Он нашел узкую ирландскую таверну, втиснувшуюся между двумя модными бистро. Без шумных пьяных и с несколькими свободными табуретами в глубине. Соломон протиснулся сквозь скопление людей у двери и, устроившись на табурете, поймал взгляд бармена. Ему хотелось чего-нибудь крепкого и сильнодействующего, но он понимал, что это не годится. Только не на голодный желудок. И не в таком настроении. Он сделается опасным. Соломон заказал пиво «Харп», и бармен моментально его обслужил.
Соломон сделал такой большой глоток, что от пузырьков выступили на глазах слезы. А-а. Лучше.
Он сморгнул слезы и осмотрел помещение. У барной стойки сидели в основном белые мужчины средних лет. Все они внимательно следили за бейсбольным матчем, транслировавшимся по телевизору. Несколько пар, голова к голове, разговаривали, не обращая внимания на гомон. Рядом с входной дверью сидела пышная брюнетка в облегающем белом платье с глубоким вырезом и смотрела прямо на Соломона. Если он прошел мимо такой женщины, не заметив ее, значит, действительно, был ослеплен яростью. Близко придвинувшись к ней, сидел плотный молодой человек в потертом замшевом пиджаке и трикотажном берете. Им обоим было лет по двадцать пять, и они явно переживали размолвку. Девушка разоделась в ожидании шикарного вечера, а не пива в ирландском пабе. Неудивительно, что она смотрела по сторонам. Соломон, привыкший прикидывать шансы, подумал, что мистер Трикотажный Берет со стопроцентной гарантией будет спать сегодня один. Пятьдесят на пятьдесят, что она снова с ним встретится.

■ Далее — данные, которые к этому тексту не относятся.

//! Consensus rules as an ordered pipeline of rule objects over a [`ValidationContext`].
//!
//! [`RuleSet::proof_of_work`] is the base pipeline. [`RuleSet::proof_of_stake`] starts
//! from it, swaps the rules whose meaning changes under staking and adds the stake
//! specific ones.

use std::sync::Arc;

use stakd_consensus::ConsensusParams;

use crate::collaborators::{InputVerifier, StakeValidator, TimeSource};
use crate::context::ValidationContext;
use crate::error::ConsensusError;
use crate::stake::StakeChainStore;

pub mod body;
pub mod execution;
pub mod header;
pub mod stake;

#[derive(Clone, Copy, Debug, PartialEq, Eq)]
pub enum Stage {
    /// Context-free header checks.
    HeaderStructural,
    /// Header checks against the parent chain.
    HeaderContextual,
    BodyContextual,
    BodyStructural,
    /// Checks that read and update coins.
    Execution,
}

/// Shared inputs every rule may consult.
pub struct RuleEnv<'a> {
    pub params: &'a ConsensusParams,
    pub time: &'a dyn TimeSource,
}

pub trait Rule: Send + Sync {
    fn id(&self) -> &'static str;
    fn stage(&self) -> Stage;
    fn check(&self, ctx: &mut ValidationContext, env: &RuleEnv<'_>) -> Result<(), ConsensusError>;
}

#[derive(Default)]
pub struct RuleSet {
    rules: Vec<Box<dyn Rule>>,
}

impl RuleSet {
    pub fn new() -> Self {
        Self::default()
    }

    pub fn proof_of_work(verifier: Option<Arc<dyn InputVerifier>>) -> Self {
        let mut rules = Self::new();
        rules.push(header::CheckProofOfWorkRule);
        rules.push(header::BlockVersionRule);
        rules.push(header::CheckDifficultyRule);
        rules.push(header::CheckTimestampRule);
        rules.push(body::TransactionsFinalRule);
        rules.push(body::CoinbaseHeightRule);
        rules.push(body::BlockSizeRule);
        rules.push(body::CoinbaseRule);
        rules.push(body::MerkleRootRule);
        rules.push(body::TransactionStructureRule);
        rules.push(execution::ExecuteTransactionsRule::new(verifier));
        rules.push(execution::BlockRewardRule);
        rules
    }

    pub fn proof_of_stake(
        verifier: Option<Arc<dyn InputVerifier>>,
        validator: Arc<dyn StakeValidator>,
        stakes: Arc<StakeChainStore>,
    ) -> Self {
        let mut rules = Self::proof_of_work(verifier);
        rules.replace(stake::PosTimestampRule);
        rules.replace(stake::PosDifficultyRule);
        rules.replace(stake::PosRewardRule);
        rules.insert_before(header::CheckDifficultyRule.id(), stake::LastPowBlockRule);
        rules.push(stake::CoinstakeTimestampRule);
        rules.push(stake::PosBlockStructureRule);
        rules.push(stake::BlockSignatureRule);
        rules.insert_before(
            execution::EXECUTE_RULE_ID,
            stake::StakeKernelRule::new(Arc::clone(&validator), Arc::clone(&stakes)),
        );
        rules.push(stake::StakeRecordRule::new(validator, stakes));
        rules
    }

    pub fn push(&mut self, rule: impl Rule + 'static) {
        self.rules.push(Box::new(rule));
    }

    /// Substitutes the rule with the same id, keeping its position; appends if none.
    pub fn replace(&mut self, rule: impl Rule + 'static) {
        match self.rules.iter().position(|existing| existing.id() == rule.id()) {
            Some(index) => self.rules[index] = Box::new(rule),
            None => self.rules.push(Box::new(rule)),
        }
    }

    pub fn insert_before(&mut self, id: &str, rule: impl Rule + 'static) {
        match self.rules.iter().position(|existing| existing.id() == id) {
            Some(index) => self.rules.insert(index, Box::new(rule)),
            None => self.rules.push(Box::new(rule)),
        }
    }

    pub fn ids(&self) -> Vec<&'static str> {
        self.rules.iter().map(|rule| rule.id()).collect()
    }

    /// Runs the rules of `stage` in pipeline order, stopping at the first failure.
    pub fn run(
        &self,
        stage: Stage,
        ctx: &mut ValidationContext,
        env: &RuleEnv<'_>,
    ) -> Result<(), ConsensusError> {
        for rule in self.rules.iter().filter(|rule| rule.stage() == stage) {
            rule.check(ctx, env)?;
        }
        Ok(())
    }
}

Трикотажный Берет проследил за взглядом девушки и злобно уставился на Соломона. Соломон отвел глаза. Сегодня вечером ему не до мужских разборок. Он все еще слишком взвинчен из-за того, что Шеффилды сваливают вину на него. Как всегда.
Половина жизни, отравленной их враждебностью, промелькнула в сознании Соломона. Братья Шеффилды уже выросли, когда его мать пришла на работу к Дональду, но они всегда видели в Соломоне угрозу. Потому, возможно, что Дон так явно выделял Роуз. Когда она погибла и Дон оставил Соломона при себе, его сыновья затаили злобу. Жить с этой неприязнью было тяжеловато, и Соломону все труднее становилось сдерживать свой гнев, делать то, чего от него ждали, и говорить: «Да, сэр».

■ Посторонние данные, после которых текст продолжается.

//! Proof-of-stake checks: protocol eras, timestamp rules, the stake kernel and block
//! signatures.

pub mod era;
pub mod kernel;
pub mod signature;

pub use era::ProtocolEra;
pub use kernel::{check_stake_kernel, compute_stake_modifier_v2, KernelInput, KernelProof};
pub use signature::{check_block_signature, sign_block_hash};

#[derive(Debug, Clone, PartialEq, Eq)]
pub enum PosError {
    /// Coinstake or block timestamp violates the era's stake time rules.
    StakeTime,
    /// The staked output has not reached the minimum depth.
    StakeTooYoung { depth: u32, required: u32 },
    KernelTargetMissed,
    InvalidBits,
    /// No public key could be located for the kernel output.
    UnknownSigner(&'static str),
    BadSignature(&'static str),
    UnexpectedSignature,
}

impl std::fmt::Display for PosError {
    fn fmt(&self, f: &mut std::fmt::Formatter<'_>) -> std::fmt::Result {
        match self {
            PosError::StakeTime => write!(f, "stake timestamp violation"),
            PosError::StakeTooYoung { depth, required } => {
                write!(f, "staked output depth {depth} below required {required}")
            }
            PosError::KernelTargetMissed => write!(f, "stake kernel does not meet target"),
            PosError::InvalidBits => write!(f, "invalid stake difficulty bits"),
            PosError::UnknownSigner(message) => write!(f, "{message}"),
            PosError::BadSignature(message) => write!(f, "{message}"),
            PosError::UnexpectedSignature => write!(f, "proof-of-work block carries a signature"),
        }
    }
}

impl std::error::Error for PosError {}
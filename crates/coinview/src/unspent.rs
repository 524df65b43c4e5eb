//! Per-transaction unspent output records and their undo entries.

use stakd_consensus::Hash256;
use stakd_primitives::encoding::{Decodable, DecodeError, Decoder, Encodable, Encoder};
use stakd_primitives::transaction::{Transaction, TxOut};

const FLAG_COINBASE: u8 = 1 << 0;
const FLAG_COINSTAKE: u8 = 1 << 1;

/// Outputs of one transaction that are still spendable. Spent outputs are `None` so
/// indices keep matching the transaction's `vout`.
#[derive(Clone, Debug, PartialEq, Eq)]
pub struct UnspentOutputs {
    pub txid: Hash256,
    pub version: i32,
    pub height: u32,
    pub time: u32,
    pub is_coinbase: bool,
    pub is_coinstake: bool,
    pub outputs: Vec<Option<TxOut>>,
}

impl UnspentOutputs {
    pub fn from_transaction(tx: &Transaction, height: u32) -> Self {
        Self::with_txid(tx.txid(), tx, height)
    }

    pub fn with_txid(txid: Hash256, tx: &Transaction, height: u32) -> Self {
        Self {
            txid,
            version: tx.version,
            height,
            time: tx.time,
            is_coinbase: tx.is_coinbase(),
            is_coinstake: tx.is_coinstake(),
            outputs: tx.vout.iter().cloned().map(Some).collect(),
        }
    }

    pub fn output(&self, index: u32) -> Option<&TxOut> {
        self.outputs.get(index as usize)?.as_ref()
    }

    /// Marks an output spent, returning it if it was unspent.
    pub fn spend(&mut self, index: u32) -> Option<TxOut> {
        self.outputs.get_mut(index as usize)?.take()
    }

    pub fn unspent_count(&self) -> usize {
        self.outputs.iter().filter(|output| output.is_some()).count()
    }

    pub fn is_fully_spent(&self) -> bool {
        self.outputs.iter().all(Option::is_none)
    }

    /// Whether the outputs carry a maturity requirement.
    pub fn is_generated(&self) -> bool {
        self.is_coinbase || self.is_coinstake
    }
}

impl Encodable for UnspentOutputs {
    fn consensus_encode(&self, encoder: &mut Encoder) {
        encoder.write_hash(&self.txid);
        encoder.write_i32_le(self.version);
        encoder.write_u32_le(self.height);
        encoder.write_u32_le(self.time);
        let mut flags = 0u8;
        if self.is_coinbase {
            flags |= FLAG_COINBASE;
        }
        if self.is_coinstake {
            flags |= FLAG_COINSTAKE;
        }
        encoder.write_u8(flags);
        encoder.write_compact_size(self.outputs.len() as u64);
        for output in &self.outputs {
            match output {
                Some(output) => {
                    encoder.write_bool(true);
                    output.consensus_encode(encoder);
                }
                None => encoder.write_bool(false),
            }
        }
    }
}

impl Decodable for UnspentOutputs {
    fn consensus_decode(decoder: &mut Decoder) -> Result<Self, DecodeError> {
        let txid = decoder.read_hash()?;
        let version = decoder.read_i32_le()?;
        let height = decoder.read_u32_le()?;
        let time = decoder.read_u32_le()?;
        let flags = decoder.read_u8()?;
        if flags & !(FLAG_COINBASE | FLAG_COINSTAKE) != 0 {
            return Err(DecodeError::InvalidData("unknown unspent output flags"));
        }
        let count = decoder.read_compact_size()? as usize;
        if count > decoder.remaining() {
            return Err(DecodeError::UnexpectedEof);
        }
        let mut outputs = Vec::with_capacity(count);
        for _ in 0..count {
            let output = if decoder.read_bool()? {
                Some(TxOut::consensus_decode(decoder)?)
            } else {
                None
            };
            outputs.push(output);
        }
        Ok(Self {
            txid,
            version,
            height,
            time,
            is_coinbase: flags & FLAG_COINBASE != 0,
            is_coinstake: flags & FLAG_COINSTAKE != 0,
            outputs,
        })
    }
}

/// Undo entry for one applied block.
#[derive(Clone, Debug, Default, PartialEq, Eq)]
pub struct RewindData {
    pub previous_tip: Hash256,
    /// Records created by the block; deleted on rewind.
    pub txids_to_remove: Vec<Hash256>,
    /// Records as they were before the block; written back on rewind.
    pub outputs_to_restore: Vec<UnspentOutputs>,
}

impl RewindData {
    pub fn new(previous_tip: Hash256) -> Self {
        Self {
            previous_tip,
            ..Self::default()
        }
    }
}

impl Encodable for RewindData {
    fn consensus_encode(&self, encoder: &mut Encoder) {
        encoder.write_hash(&self.previous_tip);
        encoder.write_compact_size(self.txids_to_remove.len() as u64);
        for txid in &self.txids_to_remove {
            encoder.write_hash(txid);
        }
        encoder.write_list(&self.outputs_to_restore);
    }
}

impl Decodable for RewindData {
    fn consensus_decode(decoder: &mut Decoder) -> Result<Self, DecodeError> {
        let previous_tip = decoder.read_hash()?;
        let count = decoder.read_compact_size()? as usize;
        if count.saturating_mul(32) > decoder.remaining() {
            return Err(DecodeError::UnexpectedEof);
        }
        let mut txids_to_remove = Vec::with_capacity(count);
        for _ in 0..count {
            txids_to_remove.push(decoder.read_hash()?);
        }
        Ok(Self {
            previous_tip,
            txids_to_remove,
            outputs_to_restore: decoder.read_list()?,
        })
    }
}

#[cfg(test)]
mod tests {
    use super::*;
    use stakd_primitives::encoding::{decode, encode};

    fn record() -> UnspentOutputs {
        UnspentOutputs {
            txid: [3u8; 32],
            version: 1,
            height: 12,
            time: 1_500_000_000,
            is_coinbase: false,
            is_coinstake: true,
            outputs: vec![None, Some(TxOut::new(500, vec![0x51])), None],
        }
    }

    #[test]
    fn spending_keeps_indices_stable() {
        let mut coins = record();
        assert_eq!(coins.unspent_count(), 1);
        assert!(coins.output(0).is_none());
        assert_eq!(coins.spend(1).map(|out| out.value), Some(500));
        assert!(coins.spend(1).is_none());
        assert!(coins.spend(9).is_none());
        assert!(coins.is_fully_spent());
        assert_eq!(coins.outputs.len(), 3);
    }

    #[test]
    fn persisted_form_keeps_spent_holes() {
        let coins = record();
        let decoded: UnspentOutputs = decode(&encode(&coins)).expect("decode");
        assert_eq!(decoded, coins);

        let rewind = RewindData {
            previous_tip: [8u8; 32],
            txids_to_remove: vec![[1u8; 32], [2u8; 32]],
            outputs_to_restore: vec![coins],
        };
        let decoded: RewindData = decode(&encode(&rewind)).expect("decode rewind");
        assert_eq!(decoded, rewind);
    }

    #[test]
    fn unknown_flags_rejected() {
        let mut bytes = encode(&record());
        bytes[32 + 12] = 0x80;
        assert!(decode::<UnspentOutputs>(&bytes).is_err());
    }
}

Обычно он старался не думать о своей матери и Доне и о том, что могло между ними быть. Они со стариком никогда на эту тему не говорили. Однако Соломон знал, что именно сильное чувство Дона к его матери открыло перед ним двери дома Шеффилдов. Он уже давно отработал свое пропитание, быть может, даже заслужил право считаться членом семьи. Но Крис и Майкл никогда этого не допустят. Избалованные ублюдки.

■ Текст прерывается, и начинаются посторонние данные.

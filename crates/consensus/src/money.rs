//! Monetary units and money range rules.

pub type Amount = i64;

pub const COIN: Amount = 100_000_000;
pub const CENT: Amount = 1_000_000;

/// No amount larger than this (in satoshi) is valid.
pub const MAX_MONEY: Amount = 200_000_000 * COIN;

pub fn money_range(value: Amount) -> bool {
    (0..=MAX_MONEY).contains(&value)
}

#[cfg(test)]
mod tests {
    use super::*;

    #[test]
    fn money_range_bounds() {
        assert!(money_range(0));
        assert!(money_range(MAX_MONEY));
        assert!(!money_range(-1));
        assert!(!money_range(MAX_MONEY + 1));
    }
}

Соломон допил пиво и заказал еще, надеясь, что холодный напиток остудит его изнутри.
Он поднял глаза и обнаружил, что темноглазая женщина по-прежнему смотрит в его сторону. На лице Трикотажного Берета зарождалась буря. Соломон отвел взгляд. Выпил еще пива. В зеркале бара он увидел, что Трикотажный Берет встал с табурета. Девушка схватила его за руку, но он вырвался — похоже, без больших усилий — и направился к Соломону.
Вот черт. Только не сегодня, парень.
Табурет справа от Соломона пустовал, и Трикотажный Берет встал рядом. Он стоял вплотную к Соломону, дожидаясь, пока тот обратит на него внимание. Соломон смотрел прямо перед собой.
— В чем дело? — спросил парень. — Почему ты строишь глазки моей девушке?
Соломон вздохнул, но промолчал. Может, парню наскучит, и он уйдет.
— Я с тобой говорю, придурок.
Девушка самодовольно улыбнулась. Она получила, что хотела. Вечер еще может стать памятным.
— Эй. — Парень ткнул Соломона пальцем в плечо. — Я с тобой разговариваю.
Соломон повернулся к нему и, не повышая голоса, произнес:
— Ты совершаешь ошибку.
Трикотажный Берет выдвинул вперед челюсть:
— Это ты совершаешь ошибку. Пялишься на мою девушку.
— Послушай меня, — совсем негромко сказал Соломон, — у меня плохое настроение. Если ты заставишь меня выместить его на тебе, ты останешься калекой. Понял?
Парень выпятил грудь, но Соломон заметил промелькнувшее в его глазах опасение.
— Подумай о будущем. Ты же не хочешь думать, оглядываясь назад: «Именно в тот день моя жизнь пошла псу под хвост. Я мог бы оставить того парня в баре в покое. Но я лез на рожон. Даже после того, как он меня предостерег».